Pourtant, le discours semblait bien parti, bien travaillé, bien présenté. Beaucoup de sérieux au départ. Des références. Sans doute les conseils de quelques personnes érudites. Un travail d’éducation populaire et assez intéressant, résidant dans le dialogue entre Chrétien de Troyes et « Postérité », la mise en scène type « son et lumière » du comte Henri le Libéral et de son épouse « fille de roi de France ». Un poil peut-être trop sérieux, et de fait ennuyeux ? Avant que ne fasse son apparition le roi Arthur et ses deux écuyers, tout droit sortis de l’imaginaire médiéval contemporain, digne d’un Godefroy de Montmirail et de dialogues à la Clavier, très loin de la littérature arthurienne. Arthur ridicule. Voilà peut-être le plus fort sentiment que j’ai ressenti face à ce personnage plutôt sorti d’une histoire burlesque ou de la « comedia del arte » que des manuscrits de notre Chrétien, faisant de notre bon roi Arthur un pantin plus proche de Capitan ou Matamore que du fier roi des Bretons. Arthur se repaissant de tranches de viande séchées, offertes à ses deux écuyers tendant la bouche comme de fidèles chiens demandant leur pitance. Jaquouille n’était pas très loin… Arthur vociférant… Arthur ridiculisé… Les « Monthy Pithon » avaient déjà exploré le sujet, bien autrement, avec un talent différent… La scène d’Yvain fut de la même trempe. Chrétien ridicule dans son œuvre.

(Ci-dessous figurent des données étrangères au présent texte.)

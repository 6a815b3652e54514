//! Interfaces correlated from three tables.
//!
//! Tables, in fetch order:
//! 1. ifTable: `index, descr, type, speed, admin_status, oper_status`
//! 2. ifXTable: `index, name, alias`
//! 3. counters: `index, in_octets, out_octets, in_errors, out_errors`
//!
//! Entities are keyed by the best available name (`name`, then `alias`,
//! then `descr`). Discovery captures the speed and operational status so
//! the check can report changes since then.

use checkwatch_engine::{
    check_levels, render, CheckContext, CheckError, CheckPlugin, ColumnSpec, Correlator, CounterWidth, Discovery,
    EntityKeyRule, LevelSpec, Parameters, Predicate, Rate, Service, TableSpec,
};
use checkwatch_types::{metric_key, Evaluation, Metric, RawTable, Record, Section, State};
use serde_json::json;
use tracing::warn;

use crate::entity;
use crate::ifmib::{oper_status, PHYSICAL_TYPES, UP};

#[derive(Debug, Clone, Copy, Default)]
pub struct Interfaces;

impl Interfaces {
    pub fn correlator() -> Correlator {
        Correlator::new(
            TableSpec::new("if_table")
                .column(ColumnSpec::text("index"))
                .column(ColumnSpec::text("descr"))
                .column(ColumnSpec::integer("type").lenient())
                .column(ColumnSpec::counter("speed").lenient())
                .column(ColumnSpec::integer("admin_status").lenient())
                .column(ColumnSpec::integer("oper_status").lenient())
                .key("index"),
            EntityKeyRule::first_non_empty(["name", "alias", "descr"]),
        )
        .auxiliary(
            TableSpec::new("ifx_table")
                .column(ColumnSpec::text("index"))
                .column(ColumnSpec::text("name").lenient())
                .column(ColumnSpec::text("alias").lenient())
                .key("index"),
        )
        .auxiliary(
            TableSpec::new("if_counters")
                .column(ColumnSpec::text("index"))
                .column(ColumnSpec::counter("in_octets").lenient())
                .column(ColumnSpec::counter("out_octets").lenient())
                .column(ColumnSpec::counter("in_errors").lenient())
                .column(ColumnSpec::counter("out_errors").lenient())
                .key("index"),
        )
    }

    fn status(&self, interface: &Record, params: &Parameters) -> Result<Evaluation, CheckError> {
        let oper = interface.integer("oper_status").unwrap_or_default();
        let expected = params.i64("expected_status")?.unwrap_or(UP);
        let (mut state, name) = oper_status(oper);
        let mut text = name.to_string();

        if interface.integer("admin_status") != Some(UP) {
            state = State::Ok;
            text.push_str(" (admin down)");
        } else if oper != expected {
            state = State::Crit;
            text.push_str(&format!(" (expected: {})", oper_status(expected).1));
        }

        Ok(Evaluation::new(state, format!("Status: {}", text)))
    }

    fn speed(&self, interface: &Record, params: &Parameters) -> Result<Option<Evaluation>, CheckError> {
        let speed = interface.counter("speed").unwrap_or_default();
        if speed == 0 {
            return Ok(None);
        }

        let rendered = render::bandwidth(speed as f64);
        let evaluation = match params.u64("discovered_speed")? {
            Some(discovered) if discovered != 0 && discovered != speed => Evaluation::new(
                State::Warn,
                format!("Speed changed: {} (was {})", rendered, render::bandwidth(discovered as f64)),
            ),
            _ => Evaluation::notice(State::Ok, format!("Speed: {}", rendered)),
        };
        Ok(Some(evaluation))
    }

    fn traffic(
        &self,
        item: &str,
        interface: &Record,
        params: &Parameters,
        ctx: &mut CheckContext<'_>,
    ) -> Result<Vec<Evaluation>, CheckError> {
        let in_rate = counter_rate(ctx, item, interface, "in_octets");
        let out_rate = counter_rate(ctx, item, interface, "out_octets");

        let (Rate::PerSecond(in_rate), Rate::PerSecond(out_rate)) = (in_rate, out_rate) else {
            return Ok(vec![Evaluation {
                notice: true,
                ..Evaluation::informational(State::Ok, "Traffic: collecting data")
            }]);
        };

        let in_bps = in_rate * 8.0;
        let out_bps = out_rate * 8.0;
        let mut out = vec![
            Evaluation::new(
                State::Ok,
                format!("In: {}, Out: {}", render::bandwidth(in_bps), render::bandwidth(out_bps)),
            ),
            Evaluation::metric(Metric::new("if_in_bps", in_bps)),
            Evaluation::metric(Metric::new("if_out_bps", out_bps)),
        ];

        let speed = interface.counter("speed").unwrap_or_default();
        if speed > 0 {
            let utilization = in_bps.max(out_bps) / speed as f64 * 100.0;
            let spec = LevelSpec::new("Utilization")
                .metric("if_util_percent")
                .upper(params.levels("utilization_levels")?)
                .boundaries(Some(0.0), Some(100.0))
                .render(render::percent);
            out.push(check_levels(utilization, &spec));
        }

        Ok(out)
    }

    fn errors(
        &self,
        item: &str,
        interface: &Record,
        params: &Parameters,
        ctx: &mut CheckContext<'_>,
    ) -> Result<Option<Evaluation>, CheckError> {
        let in_rate = counter_rate(ctx, item, interface, "in_errors");
        let out_rate = counter_rate(ctx, item, interface, "out_errors");

        let (Some(in_rate), Some(out_rate)) = (in_rate.per_second(), out_rate.per_second()) else {
            return Ok(None);
        };

        let total = in_rate + out_rate;
        if total <= 0.0 {
            return Ok(None);
        }

        let spec = LevelSpec::new("Errors")
            .metric("if_errors_rate")
            .upper(params.levels("error_levels")?)
            .render(render::per_second);
        Ok(Some(check_levels(total, &spec)))
    }
}

fn counter_rate(ctx: &mut CheckContext<'_>, item: &str, interface: &Record, counter: &str) -> Rate {
    ctx.rate(
        &metric_key(item, counter),
        interface.counter(counter).unwrap_or_default(),
        CounterWidth::Bits32,
    )
}

impl CheckPlugin for Interfaces {
    fn name(&self) -> &str {
        "interfaces"
    }

    fn service_name(&self) -> &str {
        "Interface %s"
    }

    fn table_count(&self) -> usize {
        3
    }

    fn parse(&self, tables: &[RawTable]) -> Option<Section> {
        match Self::correlator().correlate(tables) {
            Ok(section) => section,
            Err(e) => {
                warn!(plugin = self.name(), error = %e, "Cannot correlate tables");
                None
            }
        }
    }

    fn discover(&self, section: &Section) -> Vec<Service> {
        Discovery::new()
            .require(Predicate::one_of("type", PHYSICAL_TYPES))
            .baseline("speed", "discovered_speed")
            .baseline("oper_status", "discovered_oper_status")
            .discover(Some(section))
    }

    fn default_parameters(&self) -> Parameters {
        Parameters::new()
            .with("expected_status", UP)
            .with("utilization_levels", json!(["fixed", [80.0, 90.0]]))
            .with("error_levels", json!(["fixed", [1.0, 10.0]]))
    }

    fn level_parameters(&self) -> &[&str] {
        &["utilization_levels", "error_levels"]
    }

    fn check(
        &self,
        item: Option<&str>,
        params: &Parameters,
        section: &Section,
        ctx: &mut CheckContext<'_>,
    ) -> Result<Vec<Evaluation>, CheckError> {
        let (Some(item), Some(interface)) = (item, entity(section, item)) else {
            return Ok(Vec::new());
        };

        let mut out = vec![self.status(interface, params)?];
        out.extend(self.speed(interface, params)?);
        out.extend(self.traffic(item, interface, params, ctx)?);
        out.extend(self.errors(item, interface, params, ctx)?);
        Ok(out)
    }
}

Le point d’orgue fut la scène finale, place Vernier, Chrétien se révoltant contre la transformation de sa quête du Graal en jeu télévisé, allant arracher « excalibur » des mains d’Arthur-ridicule pour mettre fin à ce pseudo spectacle télévisuel… et l’ultime touche, la morale de l’histoire… le Graal…
Nous pouvons sentir la difficulté des auteurs à tenir le grand écart qu’obligeaient à leur faire les commanditaires. Grand écart anachronique. Grand écart de ton, alternant les passages sérieux, plus nombreux dans la première partie, aux passages comiques, de comique ridicule. Sucré salé mal harmonisé. Sucré devenant trop sucré. Salé devenant trop salé. Triste postérité d’une œuvre offerte à notre Chrétien de Troyes, ressemblant davantage à la spirale de Dante dans sa « Divine Comédie », celle qui le mena aux Enfers… à moins qu’il ne s’agisse de la remonté au purgatoire avant qu’elle ne s’achève au Paradis ? Car, de fait, n’avait-on pas connu pire ? C’est ce que disaient bien des spectateurs pendant les déambulations. Oui : « on a connu pire » m’avait fait remarquer dans la pénombre de la déambulation un grand monsieur brun à lunettes…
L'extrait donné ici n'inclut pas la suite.